• _WORK REQUEST_:
Please write out word for word the opening lines of the material, including the line with "total += 1;" as the last.

• _MATERIAL PROVIDED_:
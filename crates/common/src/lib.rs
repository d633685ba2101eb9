//! Common types and wire contract shared across `encrypted-secret` crates.

pub mod arn;
pub mod payload;

pub use arn::Arn;
pub use payload::InvocationPayload;
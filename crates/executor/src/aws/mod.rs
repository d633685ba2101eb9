//! AWS SDK client bundle and trait implementations.

mod clients;

pub use clients::AwsClients;
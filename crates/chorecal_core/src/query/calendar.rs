//! Calendar grouping and weekly completion progress.

use std::collections::BTreeMap;

use chrono::{DateTime, Datelike, Duration, NaiveDate, Utc};

use crate::model::chore::{Chore, ChoreStatus};

/// Completion progress over the chores scheduled in one week.
#[derive(Debug, Clone, Copy, PartialEq, Eq)]
pub struct WeekProgress {
    pub completed: usize,
    pub total: usize,
    /// `completed / total` as a rounded integer percent; 0 when `total` is 0.
    pub percent: u8,
}

/// Scheduled chores grouped by calendar day (UTC), each day sorted by time.
///
/// Unscheduled chores do not appear on the calendar at all.
pub fn chores_by_date(chores: &[Chore]) -> BTreeMap<NaiveDate, Vec<&Chore>> {
    let mut grouped: BTreeMap<NaiveDate, Vec<&Chore>> = BTreeMap::new();
    for chore in chores {
        if let Some(instant) = chore.scheduled {
            grouped.entry(instant.date_naive()).or_default().push(chore);
        }
    }
    for day in grouped.values_mut() {
        day.sort_by_key(|chore| chore.scheduled);
    }
    grouped
}

/// Completion progress for the Monday-start week containing `now`.
///
/// Only chores scheduled within that week count; `now` is a parameter so
/// callers own the time-zone decision and tests stay deterministic.
pub fn weekly_completion(chores: &[Chore], now: DateTime<Utc>) -> WeekProgress {
    let today = now.date_naive();
    let week_start = today - Duration::days(i64::from(today.weekday().num_days_from_monday()));
    let week_end = week_start + Duration::days(7);

    let mut completed = 0usize;
    let mut total = 0usize;
    for chore in chores {
        let Some(instant) = chore.scheduled else {
            continue;
        };
        let day = instant.date_naive();
        if day < week_start || day >= week_end {
            continue;
        }
        total += 1;
        if chore.status == ChoreStatus::Completed {
            completed += 1;
        }
    }

    let percent = if total == 0 {
        0
    } else {
        (completed as f64 / total as f64 * 100.0).round() as u8
    };
    WeekProgress {
        completed,
        total,
        percent,
    }
}
//! Chore domain model.
//!
//! # Responsibility
//! - Define the canonical chore record shared by the store, codec and views.
//! - Provide the status cycle used by the dashboard's one-tap toggle.
//!
//! # Invariants
//! - `id` is stable and never reused for another chore.
//! - Unknown persisted `priority`/`status` text coerces to the default
//!   variant instead of failing the whole record.

use chrono::{DateTime, TimeZone, Utc};
use serde::{Deserialize, Serialize};
use uuid::Uuid;

/// Clamps an instant to the millisecond precision the snapshot format keeps.
///
/// Applied at every ingestion point (codec decode, draft/patch application),
/// so a persisted schedule never shifts on reload.
pub fn clamp_to_millis(instant: DateTime<Utc>) -> DateTime<Utc> {
    Utc.timestamp_millis_opt(instant.timestamp_millis())
        .single()
        .unwrap_or(instant)
}

/// Stable opaque identifier for a chore.
///
/// Generated values are UUIDv4 strings, but any string loaded from a
/// persisted snapshot is kept verbatim. A type alias keeps semantic intent
/// explicit in signatures.
pub type ChoreId = String;

/// Urgency bucket shown on the dashboard card.
#[derive(Debug, Clone, Copy, PartialEq, Eq, Default, Serialize, Deserialize)]
#[serde(rename_all = "snake_case")]
pub enum Priority {
    Low,
    #[default]
    Medium,
    High,
}

impl Priority {
    /// Parses persisted text, coercing unknown values to `Medium`.
    pub fn parse_lenient(value: &str) -> Self {
        match value {
            "low" => Self::Low,
            "medium" => Self::Medium,
            "high" => Self::High,
            _ => Self::Medium,
        }
    }

    pub fn as_str(self) -> &'static str {
        match self {
            Self::Low => "low",
            Self::Medium => "medium",
            Self::High => "high",
        }
    }

    /// Dashboard sort position: high before medium before low.
    pub fn sort_rank(self) -> u8 {
        match self {
            Self::High => 0,
            Self::Medium => 1,
            Self::Low => 2,
        }
    }
}

/// Chore lifecycle state.
#[derive(Debug, Clone, Copy, PartialEq, Eq, Default, Serialize, Deserialize)]
#[serde(rename_all = "snake_case")]
pub enum ChoreStatus {
    #[default]
    Pending,
    InProgress,
    Completed,
}

impl ChoreStatus {
    /// Parses persisted text, coercing unknown values to `Pending`.
    pub fn parse_lenient(value: &str) -> Self {
        match value {
            "pending" => Self::Pending,
            "in_progress" => Self::InProgress,
            "completed" => Self::Completed,
            _ => Self::Pending,
        }
    }

    pub fn as_str(self) -> &'static str {
        match self {
            Self::Pending => "pending",
            Self::InProgress => "in_progress",
            Self::Completed => "completed",
        }
    }

    /// Next state in the cycle `pending -> in_progress -> completed -> pending`.
    pub fn advanced(self) -> Self {
        match self {
            Self::Pending => Self::InProgress,
            Self::InProgress => Self::Completed,
            Self::Completed => Self::Pending,
        }
    }
}

/// Canonical chore record.
#[derive(Debug, Clone, PartialEq, Eq, Serialize, Deserialize)]
pub struct Chore {
    /// Stable opaque ID used for updates, deletes and card identity.
    pub id: ChoreId,
    pub title: String,
    pub description: String,
    /// Assignee name. Not required to exist in the store's assignee set.
    pub assignee: String,
    /// Scheduled instant; unscheduled chores sort last in the dashboard.
    pub scheduled: Option<DateTime<Utc>>,
    pub priority: Priority,
    pub status: ChoreStatus,
}

impl Chore {
    /// Creates a chore with a freshly generated ID and default fields.
    pub fn new(title: impl Into<String>) -> Self {
        Self::with_id(Uuid::new_v4().to_string(), title)
    }

    /// Creates a chore with a caller-provided ID.
    ///
    /// Used by the snapshot codec, where identity already exists in the
    /// persisted data.
    pub fn with_id(id: ChoreId, title: impl Into<String>) -> Self {
        Self {
            id,
            title: title.into(),
            description: String::new(),
            assignee: String::new(),
            scheduled: None,
            priority: Priority::default(),
            status: ChoreStatus::default(),
        }
    }
}

/// Chore-shaped payload without an ID, accepted by `ChoreStore::add`.
///
/// The store assigns the ID; everything else is taken as given (field
/// validation such as a non-empty title is the caller's job).
#[derive(Debug, Clone, Default, PartialEq, Eq)]
pub struct ChoreDraft {
    pub title: String,
    pub description: String,
    pub assignee: String,
    pub scheduled: Option<DateTime<Utc>>,
    pub priority: Priority,
    pub status: ChoreStatus,
}

impl ChoreDraft {
    pub fn new(title: impl Into<String>) -> Self {
        Self {
            title: title.into(),
            ..Self::default()
        }
    }

    pub(crate) fn into_chore(self, id: ChoreId) -> Chore {
        Chore {
            id,
            title: self.title,
            description: self.description,
            assignee: self.assignee,
            scheduled: self.scheduled.map(clamp_to_millis),
            priority: self.priority,
            status: self.status,
        }
    }
}

/// Partial update applied by `ChoreStore::update`.
///
/// Each `Some` field replaces the chore's field wholesale; `None` fields are
/// left untouched. `scheduled` is doubly optional so a patch can distinguish
/// "leave as is" from "clear the schedule".
#[derive(Debug, Clone, Default, PartialEq, Eq)]
pub struct ChorePatch {
    pub title: Option<String>,
    pub description: Option<String>,
    pub assignee: Option<String>,
    pub scheduled: Option<Option<DateTime<Utc>>>,
    pub priority: Option<Priority>,
    pub status: Option<ChoreStatus>,
}

impl ChorePatch {
    pub(crate) fn apply(self, chore: &mut Chore) {
        if let Some(title) = self.title {
            chore.title = title;
        }
        if let Some(description) = self.description {
            chore.description = description;
        }
        if let Some(assignee) = self.assignee {
            chore.assignee = assignee;
        }
        if let Some(scheduled) = self.scheduled {
            chore.scheduled = scheduled.map(clamp_to_millis);
        }
        if let Some(priority) = self.priority {
            chore.priority = priority;
        }
        if let Some(status) = self.status {
            chore.status = status;
        }
    }
}
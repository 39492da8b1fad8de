use chorecal_core::{
    assignee_filter_options, chores_by_date, filter_by_assignee, sort_by_priority, sort_soonest,
    weekly_completion, Chore, ChoreStatus, Priority,
};
use chrono::{DateTime, NaiveDate, Utc};

fn instant(rfc3339: &str) -> DateTime<Utc> {
    DateTime::parse_from_rfc3339(rfc3339)
        .expect("test timestamp should parse")
        .with_timezone(&Utc)
}

fn chore(id: &str, title: &str, scheduled: Option<&str>) -> Chore {
    let mut chore = Chore::with_id(id.to_string(), title);
    chore.scheduled = scheduled.map(instant);
    chore
}

#[test]
fn sort_soonest_puts_unscheduled_last() {
    let chores = vec![
        chore("a", "Later", Some("2024-06-12T10:00:00Z")),
        chore("b", "Unscheduled", None),
        chore("c", "Sooner", Some("2024-06-10T08:00:00Z")),
    ];

    let sorted = sort_soonest(&chores);
    let ids: Vec<&str> = sorted.iter().map(|c| c.id.as_str()).collect();
    assert_eq!(ids, ["c", "a", "b"]);
}

#[test]
fn sort_by_priority_orders_high_first_and_is_stable() {
    let mut low = chore("low", "Low", None);
    low.priority = Priority::Low;
    let mut high = chore("high", "High", None);
    high.priority = Priority::High;
    let medium_a = chore("m1", "First medium", None);
    let medium_b = chore("m2", "Second medium", None);

    let chores = vec![low, medium_a, high, medium_b];
    let sorted = sort_by_priority(&chores);
    let ids: Vec<&str> = sorted.iter().map(|c| c.id.as_str()).collect();
    assert_eq!(ids, ["high", "m1", "m2", "low"]);
}

#[test]
fn filter_by_assignee_matches_exactly() {
    let mut a = chore("a", "One", None);
    a.assignee = "Sam".to_string();
    let mut b = chore("b", "Two", None);
    b.assignee = "sam".to_string();

    let chores = vec![a, b];
    let filtered = filter_by_assignee(&chores, "Sam");
    assert_eq!(filtered.len(), 1);
    assert_eq!(filtered[0].id, "a");
}

#[test]
fn assignee_filter_options_are_distinct_sorted_non_empty() {
    let mut a = chore("a", "One", None);
    a.assignee = "Taylor".to_string();
    let mut b = chore("b", "Two", None);
    b.assignee = "Alex".to_string();
    let mut c = chore("c", "Three", None);
    c.assignee = "Taylor".to_string();
    let d = chore("d", "Four", None);

    let chores = vec![a, b, c, d];
    assert_eq!(
        assignee_filter_options(&chores),
        vec!["Alex".to_string(), "Taylor".to_string()]
    );
}

#[test]
fn chores_by_date_groups_and_sorts_within_day() {
    let chores = vec![
        chore("evening", "Evening", Some("2024-06-10T18:00:00Z")),
        chore("other-day", "Other day", Some("2024-06-11T09:00:00Z")),
        chore("morning", "Morning", Some("2024-06-10T08:00:00Z")),
        chore("unscheduled", "Unscheduled", None),
    ];

    let grouped = chores_by_date(&chores);
    assert_eq!(grouped.len(), 2);

    let june_10 = NaiveDate::from_ymd_opt(2024, 6, 10).expect("valid date");
    let day: Vec<&str> = grouped[&june_10].iter().map(|c| c.id.as_str()).collect();
    assert_eq!(day, ["morning", "evening"]);
}

#[test]
fn weekly_completion_rounds_one_of_three_to_33_percent() {
    // 2024-06-10 is a Monday; all three fall in that week.
    let mut done = chore("done", "Done", Some("2024-06-10T09:00:00Z"));
    done.status = ChoreStatus::Completed;
    let pending = chore("p", "Pending", Some("2024-06-12T09:00:00Z"));
    let in_week = chore("w", "Sunday", Some("2024-06-16T20:00:00Z"));
    // Outside the week and unscheduled chores are excluded from the ratio.
    let next_week = chore("n", "Next week", Some("2024-06-17T09:00:00Z"));
    let unscheduled = chore("u", "Unscheduled", None);

    let chores = vec![done, pending, in_week, next_week, unscheduled];
    let progress = weekly_completion(&chores, instant("2024-06-13T12:00:00Z"));

    assert_eq!(progress.total, 3);
    assert_eq!(progress.completed, 1);
    assert_eq!(progress.percent, 33);
}

#[test]
fn weekly_completion_is_zero_when_nothing_is_scheduled_this_week() {
    let chores = vec![chore("u", "Unscheduled", None)];
    let progress = weekly_completion(&chores, instant("2024-06-13T12:00:00Z"));

    assert_eq!(progress.total, 0);
    assert_eq!(progress.completed, 0);
    assert_eq!(progress.percent, 0);
}

#[test]
fn weekly_completion_counts_monday_and_sunday_boundaries() {
    let mut monday = chore("mon", "Monday start", Some("2024-06-10T00:00:00Z"));
    monday.status = ChoreStatus::Completed;
    let sunday = chore("sun", "Sunday end", Some("2024-06-16T23:59:00Z"));

    let chores = vec![monday, sunday];
    let progress = weekly_completion(&chores, instant("2024-06-10T00:00:00Z"));

    assert_eq!(progress.total, 2);
    assert_eq!(progress.completed, 1);
    assert_eq!(progress.percent, 50);
}
//! Read-only queries over the chore list.
//!
//! # Responsibility
//! - Provide the sorting, filtering and grouping the presentation layer
//!   needs, as pure functions over borrowed chores.
//!
//! # Invariants
//! - Queries never mutate store state; callers pass the store's read-only
//!   chore slice.

pub mod calendar;
pub mod dashboard;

• _RESPONSE BOX_:
filename crates/common/src/lib.rs
repository d633685ba2101eb9
//! Common types and wire contract shared across `encrypted-secret` crates.

pub mod arn;
pub mod payload;

pub use arn::Arn;
pub use payload::InvocationPayload;
filename crates/executor/src/aws/mod.rs
repository d633685ba2101eb9
//! AWS SDK client bundle and trait implementations.

mod clients;

pub use clients::AwsClients;
filename crates/chorecal_core/src/query/calendar.rs
//! Calendar grouping and weekly completion progress.

use std::collections::BTreeMap;

use chrono::{DateTime, Datelike, Duration, NaiveDate, Utc};

use crate::model::chore::{Chore, ChoreStatus};

/// Completion progress over the chores scheduled in one week.
#[derive(Debug, Clone, Copy, PartialEq, Eq)]
pub struct WeekProgress {
    pub completed: usize,
    pub total: usize,
    /// `completed / total` as a rounded integer percent; 0 when `total` is 0.
    pub percent: u8,
}

/// Scheduled chores grouped by calendar day (UTC), each day sorted by time.
///
/// Unscheduled chores do not appear on the calendar at all.
pub fn chores_by_date(chores: &[Chore]) -> BTreeMap<NaiveDate, Vec<&Chore>> {
    let mut grouped: BTreeMap<NaiveDate, Vec<&Chore>> = BTreeMap::new();
    for chore in chores {
        if let Some(instant) = chore.scheduled {
            grouped.entry(instant.date_naive()).or_default().push(chore);
        }
    }
    for day in grouped.values_mut() {
        day.sort_by_key(|chore| chore.scheduled);
    }
    grouped
}

/// Completion progress for the Monday-start week containing `now`.
///
/// Only chores scheduled within that week count; `now` is a parameter so
/// callers own the time-zone decision and tests stay deterministic.
pub fn weekly_completion(chores: &[Chore], now: DateTime<Utc>) -> WeekProgress {
    let today = now.date_naive();
    let week_start = today - Duration::days(i64::from(today.weekday().num_days_from_monday()));
    let week_end = week_start + Duration::days(7);

    let mut completed = 0usize;
    let mut total = 0usize;
    for chore in chores {
        let Some(instant) = chore.scheduled else {
            continue;
        };
        let day = instant.date_naive();
        if day < week_start || day >= week_end {
            continue;
        }
        total += 1;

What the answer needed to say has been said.